# Try it
In the material below, the required lines run from the one containing "filename src/util/streak.rs" through the one containing "longest = longest.max(running);". Copy those lines exactly, ends included, and nothing else.

# Exercise data
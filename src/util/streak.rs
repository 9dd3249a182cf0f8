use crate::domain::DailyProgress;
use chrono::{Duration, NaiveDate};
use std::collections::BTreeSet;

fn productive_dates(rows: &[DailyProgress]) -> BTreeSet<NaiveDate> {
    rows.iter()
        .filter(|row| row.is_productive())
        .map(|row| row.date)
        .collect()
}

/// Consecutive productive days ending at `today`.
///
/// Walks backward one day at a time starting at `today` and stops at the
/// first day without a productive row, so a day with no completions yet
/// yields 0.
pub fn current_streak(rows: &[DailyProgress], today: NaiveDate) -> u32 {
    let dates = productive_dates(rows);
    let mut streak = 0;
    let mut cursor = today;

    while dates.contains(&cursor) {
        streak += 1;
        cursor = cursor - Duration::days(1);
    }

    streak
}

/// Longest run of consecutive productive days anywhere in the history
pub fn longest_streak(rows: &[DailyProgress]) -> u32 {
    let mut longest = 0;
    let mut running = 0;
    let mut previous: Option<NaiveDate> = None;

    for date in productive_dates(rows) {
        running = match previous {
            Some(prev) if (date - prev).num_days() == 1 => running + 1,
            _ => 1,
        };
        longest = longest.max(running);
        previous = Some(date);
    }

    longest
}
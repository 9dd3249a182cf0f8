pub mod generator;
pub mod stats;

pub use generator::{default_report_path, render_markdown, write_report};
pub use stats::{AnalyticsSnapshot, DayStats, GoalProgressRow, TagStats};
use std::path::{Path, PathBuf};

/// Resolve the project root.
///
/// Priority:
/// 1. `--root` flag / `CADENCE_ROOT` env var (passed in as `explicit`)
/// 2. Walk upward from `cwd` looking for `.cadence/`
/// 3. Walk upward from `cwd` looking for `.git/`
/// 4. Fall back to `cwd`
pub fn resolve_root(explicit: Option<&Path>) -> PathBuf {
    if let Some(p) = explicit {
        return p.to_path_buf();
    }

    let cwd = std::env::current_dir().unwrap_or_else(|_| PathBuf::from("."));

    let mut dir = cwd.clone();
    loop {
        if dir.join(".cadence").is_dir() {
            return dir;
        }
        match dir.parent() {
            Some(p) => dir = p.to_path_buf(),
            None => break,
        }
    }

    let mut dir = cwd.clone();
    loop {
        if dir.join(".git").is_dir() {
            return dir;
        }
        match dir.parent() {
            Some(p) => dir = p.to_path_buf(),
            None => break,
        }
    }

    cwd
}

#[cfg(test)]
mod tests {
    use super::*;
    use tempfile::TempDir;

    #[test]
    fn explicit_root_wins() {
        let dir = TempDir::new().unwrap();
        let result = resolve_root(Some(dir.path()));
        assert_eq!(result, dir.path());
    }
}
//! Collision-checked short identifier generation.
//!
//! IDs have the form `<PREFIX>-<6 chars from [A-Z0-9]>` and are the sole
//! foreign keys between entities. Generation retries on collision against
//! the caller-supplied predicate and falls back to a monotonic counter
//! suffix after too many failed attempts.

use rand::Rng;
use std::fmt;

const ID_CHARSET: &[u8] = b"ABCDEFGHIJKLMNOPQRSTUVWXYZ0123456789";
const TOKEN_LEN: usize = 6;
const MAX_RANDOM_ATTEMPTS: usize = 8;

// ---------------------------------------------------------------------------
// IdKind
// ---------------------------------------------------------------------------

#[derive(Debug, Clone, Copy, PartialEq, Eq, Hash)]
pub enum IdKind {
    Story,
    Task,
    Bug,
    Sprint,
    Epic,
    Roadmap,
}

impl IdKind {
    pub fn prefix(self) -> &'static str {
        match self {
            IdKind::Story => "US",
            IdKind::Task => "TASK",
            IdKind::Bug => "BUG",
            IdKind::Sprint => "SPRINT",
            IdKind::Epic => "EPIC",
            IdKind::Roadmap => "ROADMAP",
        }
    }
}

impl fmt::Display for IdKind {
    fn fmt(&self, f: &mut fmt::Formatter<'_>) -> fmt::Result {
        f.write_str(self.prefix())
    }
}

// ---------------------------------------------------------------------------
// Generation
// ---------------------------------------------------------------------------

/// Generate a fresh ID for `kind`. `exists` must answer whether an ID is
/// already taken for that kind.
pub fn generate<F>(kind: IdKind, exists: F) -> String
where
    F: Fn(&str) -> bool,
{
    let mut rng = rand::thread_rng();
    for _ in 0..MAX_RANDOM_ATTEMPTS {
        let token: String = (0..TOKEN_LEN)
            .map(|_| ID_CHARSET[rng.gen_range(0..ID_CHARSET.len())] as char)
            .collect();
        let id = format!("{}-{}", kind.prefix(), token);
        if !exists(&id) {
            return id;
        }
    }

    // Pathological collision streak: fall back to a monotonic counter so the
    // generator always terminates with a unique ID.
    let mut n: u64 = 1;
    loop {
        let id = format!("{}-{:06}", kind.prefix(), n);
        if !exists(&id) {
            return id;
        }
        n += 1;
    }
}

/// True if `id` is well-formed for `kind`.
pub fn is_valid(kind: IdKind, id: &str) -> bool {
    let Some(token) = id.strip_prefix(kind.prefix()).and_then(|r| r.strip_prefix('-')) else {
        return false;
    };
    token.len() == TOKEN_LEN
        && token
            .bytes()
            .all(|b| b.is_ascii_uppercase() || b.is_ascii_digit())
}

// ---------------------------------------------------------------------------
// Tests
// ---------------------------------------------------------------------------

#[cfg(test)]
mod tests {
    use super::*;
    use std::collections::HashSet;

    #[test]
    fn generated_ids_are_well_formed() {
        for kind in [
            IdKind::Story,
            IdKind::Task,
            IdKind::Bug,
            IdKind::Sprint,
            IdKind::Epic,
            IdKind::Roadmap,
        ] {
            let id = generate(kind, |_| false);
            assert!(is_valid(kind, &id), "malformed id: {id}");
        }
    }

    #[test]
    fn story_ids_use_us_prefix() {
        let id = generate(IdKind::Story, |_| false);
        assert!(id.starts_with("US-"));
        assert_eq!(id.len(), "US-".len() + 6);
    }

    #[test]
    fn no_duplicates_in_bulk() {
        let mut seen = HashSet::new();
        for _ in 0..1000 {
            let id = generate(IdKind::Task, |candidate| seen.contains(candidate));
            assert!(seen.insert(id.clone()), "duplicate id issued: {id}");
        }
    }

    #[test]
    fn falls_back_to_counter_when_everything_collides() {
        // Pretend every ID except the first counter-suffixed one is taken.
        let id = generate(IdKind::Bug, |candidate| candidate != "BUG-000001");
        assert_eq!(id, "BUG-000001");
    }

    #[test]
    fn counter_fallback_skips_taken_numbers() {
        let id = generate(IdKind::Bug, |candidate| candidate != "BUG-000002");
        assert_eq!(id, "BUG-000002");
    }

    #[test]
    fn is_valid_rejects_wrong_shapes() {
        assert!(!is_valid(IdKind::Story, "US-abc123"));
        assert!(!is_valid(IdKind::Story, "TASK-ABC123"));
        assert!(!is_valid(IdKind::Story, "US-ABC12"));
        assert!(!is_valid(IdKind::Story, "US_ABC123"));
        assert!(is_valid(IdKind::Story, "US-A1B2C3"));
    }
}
---
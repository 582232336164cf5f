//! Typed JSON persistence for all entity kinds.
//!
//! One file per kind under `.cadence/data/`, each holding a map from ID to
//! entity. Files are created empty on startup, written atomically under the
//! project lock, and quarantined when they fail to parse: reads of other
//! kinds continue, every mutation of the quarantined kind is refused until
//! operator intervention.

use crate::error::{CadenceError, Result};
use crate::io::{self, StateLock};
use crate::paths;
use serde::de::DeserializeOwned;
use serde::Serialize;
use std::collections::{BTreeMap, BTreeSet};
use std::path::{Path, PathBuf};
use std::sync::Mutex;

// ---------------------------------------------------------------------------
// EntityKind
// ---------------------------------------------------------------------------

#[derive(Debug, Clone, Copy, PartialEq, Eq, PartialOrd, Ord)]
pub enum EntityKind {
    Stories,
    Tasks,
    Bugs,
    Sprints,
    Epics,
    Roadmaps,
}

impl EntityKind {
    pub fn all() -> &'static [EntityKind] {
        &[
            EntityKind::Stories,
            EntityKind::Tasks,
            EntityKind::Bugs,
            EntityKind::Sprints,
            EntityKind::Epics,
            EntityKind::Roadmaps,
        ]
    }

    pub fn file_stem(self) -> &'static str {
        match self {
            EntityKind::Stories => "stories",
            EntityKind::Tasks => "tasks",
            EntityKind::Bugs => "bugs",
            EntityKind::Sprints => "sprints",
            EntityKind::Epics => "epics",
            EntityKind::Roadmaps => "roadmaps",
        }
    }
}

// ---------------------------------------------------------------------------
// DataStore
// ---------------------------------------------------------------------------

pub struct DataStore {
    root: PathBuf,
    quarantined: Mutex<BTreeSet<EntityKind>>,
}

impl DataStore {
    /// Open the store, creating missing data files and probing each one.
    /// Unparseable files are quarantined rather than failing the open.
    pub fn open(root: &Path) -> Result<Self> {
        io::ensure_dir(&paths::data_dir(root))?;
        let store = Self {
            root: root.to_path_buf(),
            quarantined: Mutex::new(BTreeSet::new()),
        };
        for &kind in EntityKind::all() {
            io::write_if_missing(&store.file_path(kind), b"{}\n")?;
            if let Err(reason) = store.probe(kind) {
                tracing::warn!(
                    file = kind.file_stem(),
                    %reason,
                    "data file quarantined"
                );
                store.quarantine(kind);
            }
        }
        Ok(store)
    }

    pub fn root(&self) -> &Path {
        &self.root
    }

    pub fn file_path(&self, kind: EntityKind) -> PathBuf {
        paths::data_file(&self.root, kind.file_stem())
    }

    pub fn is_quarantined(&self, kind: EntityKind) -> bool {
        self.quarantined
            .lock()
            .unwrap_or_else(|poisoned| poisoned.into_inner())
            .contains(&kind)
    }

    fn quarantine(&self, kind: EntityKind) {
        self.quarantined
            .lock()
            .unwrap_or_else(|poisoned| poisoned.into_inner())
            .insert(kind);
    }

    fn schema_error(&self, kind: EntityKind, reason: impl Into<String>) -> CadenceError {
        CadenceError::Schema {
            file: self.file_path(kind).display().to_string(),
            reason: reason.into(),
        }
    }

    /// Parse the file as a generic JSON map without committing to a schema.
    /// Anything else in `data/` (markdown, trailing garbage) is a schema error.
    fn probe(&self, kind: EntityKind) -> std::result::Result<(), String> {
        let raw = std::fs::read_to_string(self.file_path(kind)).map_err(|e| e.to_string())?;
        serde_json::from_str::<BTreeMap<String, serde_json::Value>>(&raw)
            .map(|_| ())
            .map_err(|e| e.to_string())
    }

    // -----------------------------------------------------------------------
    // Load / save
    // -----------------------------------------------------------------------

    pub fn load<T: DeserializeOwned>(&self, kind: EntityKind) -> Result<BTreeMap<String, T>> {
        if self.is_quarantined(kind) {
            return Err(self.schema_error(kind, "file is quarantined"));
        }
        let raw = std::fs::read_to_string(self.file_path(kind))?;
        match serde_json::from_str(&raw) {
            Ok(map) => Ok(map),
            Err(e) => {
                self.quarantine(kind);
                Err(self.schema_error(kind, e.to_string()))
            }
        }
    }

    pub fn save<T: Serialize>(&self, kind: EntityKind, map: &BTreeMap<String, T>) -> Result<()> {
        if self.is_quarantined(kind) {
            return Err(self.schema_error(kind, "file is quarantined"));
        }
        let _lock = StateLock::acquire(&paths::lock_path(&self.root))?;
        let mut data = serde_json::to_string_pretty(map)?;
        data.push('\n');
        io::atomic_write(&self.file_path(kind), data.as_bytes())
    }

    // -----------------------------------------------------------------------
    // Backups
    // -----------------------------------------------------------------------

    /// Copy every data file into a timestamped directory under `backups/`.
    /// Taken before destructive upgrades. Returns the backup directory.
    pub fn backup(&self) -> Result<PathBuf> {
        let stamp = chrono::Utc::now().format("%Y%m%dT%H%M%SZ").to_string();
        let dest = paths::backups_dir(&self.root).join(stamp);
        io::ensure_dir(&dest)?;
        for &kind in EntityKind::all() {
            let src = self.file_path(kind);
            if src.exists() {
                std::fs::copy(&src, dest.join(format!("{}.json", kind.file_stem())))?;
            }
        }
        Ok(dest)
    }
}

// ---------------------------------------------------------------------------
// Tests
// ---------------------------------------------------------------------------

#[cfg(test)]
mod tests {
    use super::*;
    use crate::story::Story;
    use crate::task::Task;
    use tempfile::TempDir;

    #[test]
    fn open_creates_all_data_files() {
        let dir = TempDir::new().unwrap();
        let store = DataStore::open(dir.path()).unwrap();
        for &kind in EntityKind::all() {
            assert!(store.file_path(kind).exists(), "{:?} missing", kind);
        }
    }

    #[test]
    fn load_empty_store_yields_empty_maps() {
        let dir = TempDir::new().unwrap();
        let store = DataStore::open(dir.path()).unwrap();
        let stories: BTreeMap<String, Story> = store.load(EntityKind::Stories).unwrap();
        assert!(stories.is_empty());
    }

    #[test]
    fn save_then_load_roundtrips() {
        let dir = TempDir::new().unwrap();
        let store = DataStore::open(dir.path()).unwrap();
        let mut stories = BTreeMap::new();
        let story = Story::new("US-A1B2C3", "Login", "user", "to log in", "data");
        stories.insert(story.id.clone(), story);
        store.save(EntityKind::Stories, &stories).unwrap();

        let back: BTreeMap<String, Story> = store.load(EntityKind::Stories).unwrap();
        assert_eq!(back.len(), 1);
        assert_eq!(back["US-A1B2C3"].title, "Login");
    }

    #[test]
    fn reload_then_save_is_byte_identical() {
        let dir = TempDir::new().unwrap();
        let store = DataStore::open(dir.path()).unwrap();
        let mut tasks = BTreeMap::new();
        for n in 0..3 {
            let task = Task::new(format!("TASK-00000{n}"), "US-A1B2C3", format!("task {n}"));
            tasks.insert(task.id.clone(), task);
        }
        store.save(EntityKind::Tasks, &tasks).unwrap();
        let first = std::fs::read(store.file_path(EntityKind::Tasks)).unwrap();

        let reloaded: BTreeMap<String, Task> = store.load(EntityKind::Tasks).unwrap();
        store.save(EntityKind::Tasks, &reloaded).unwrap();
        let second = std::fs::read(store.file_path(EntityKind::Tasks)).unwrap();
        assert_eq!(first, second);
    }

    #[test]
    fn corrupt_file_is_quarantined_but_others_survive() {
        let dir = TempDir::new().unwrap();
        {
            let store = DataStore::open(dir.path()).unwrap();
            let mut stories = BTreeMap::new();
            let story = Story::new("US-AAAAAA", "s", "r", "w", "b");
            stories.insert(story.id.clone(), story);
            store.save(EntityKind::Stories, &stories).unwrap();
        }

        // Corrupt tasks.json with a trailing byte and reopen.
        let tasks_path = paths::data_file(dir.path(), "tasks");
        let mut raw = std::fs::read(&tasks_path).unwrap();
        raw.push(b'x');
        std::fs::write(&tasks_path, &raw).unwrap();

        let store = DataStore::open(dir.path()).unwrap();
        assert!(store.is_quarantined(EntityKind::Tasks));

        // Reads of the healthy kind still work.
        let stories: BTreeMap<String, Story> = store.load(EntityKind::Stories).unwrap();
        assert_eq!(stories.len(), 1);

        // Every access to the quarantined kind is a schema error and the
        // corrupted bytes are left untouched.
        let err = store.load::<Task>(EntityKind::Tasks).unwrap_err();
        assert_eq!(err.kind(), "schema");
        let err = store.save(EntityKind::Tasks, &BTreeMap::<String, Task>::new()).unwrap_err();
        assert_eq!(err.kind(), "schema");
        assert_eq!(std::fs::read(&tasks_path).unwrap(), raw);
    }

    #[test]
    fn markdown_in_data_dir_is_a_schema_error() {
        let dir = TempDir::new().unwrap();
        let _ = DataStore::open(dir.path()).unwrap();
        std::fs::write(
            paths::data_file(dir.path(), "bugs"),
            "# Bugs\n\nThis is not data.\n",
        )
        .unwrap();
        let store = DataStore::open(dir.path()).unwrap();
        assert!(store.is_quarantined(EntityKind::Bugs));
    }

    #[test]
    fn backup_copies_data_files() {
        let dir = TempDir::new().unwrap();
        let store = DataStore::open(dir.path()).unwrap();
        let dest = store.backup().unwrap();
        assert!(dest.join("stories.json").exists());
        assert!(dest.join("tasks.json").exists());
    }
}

# Written solution
filename src/util/streak.rs
repository 9dd3249a182cf0f8
use crate::domain::DailyProgress;
use chrono::{Duration, NaiveDate};
use std::collections::BTreeSet;

fn productive_dates(rows: &[DailyProgress]) -> BTreeSet<NaiveDate> {
    rows.iter()
        .filter(|row| row.is_productive())
        .map(|row| row.date)
        .collect()
}

/// Consecutive productive days ending at `today`.
///
/// Walks backward one day at a time starting at `today` and stops at the
/// first day without a productive row, so a day with no completions yet
/// yields 0.
pub fn current_streak(rows: &[DailyProgress], today: NaiveDate) -> u32 {
    let dates = productive_dates(rows);
    let mut streak = 0;
    let mut cursor = today;

    while dates.contains(&cursor) {
        streak += 1;
        cursor = cursor - Duration::days(1);
    }

    streak
}

/// Longest run of consecutive productive days anywhere in the history
pub fn longest_streak(rows: &[DailyProgress]) -> u32 {
    let mut longest = 0;
    let mut running = 0;
    let mut previous: Option<NaiveDate> = None;

    for date in productive_dates(rows) {
        running = match previous {
            Some(prev) if (date - prev).num_days() == 1 => running + 1,
            _ => 1,
        };
        longest = longest.max(running);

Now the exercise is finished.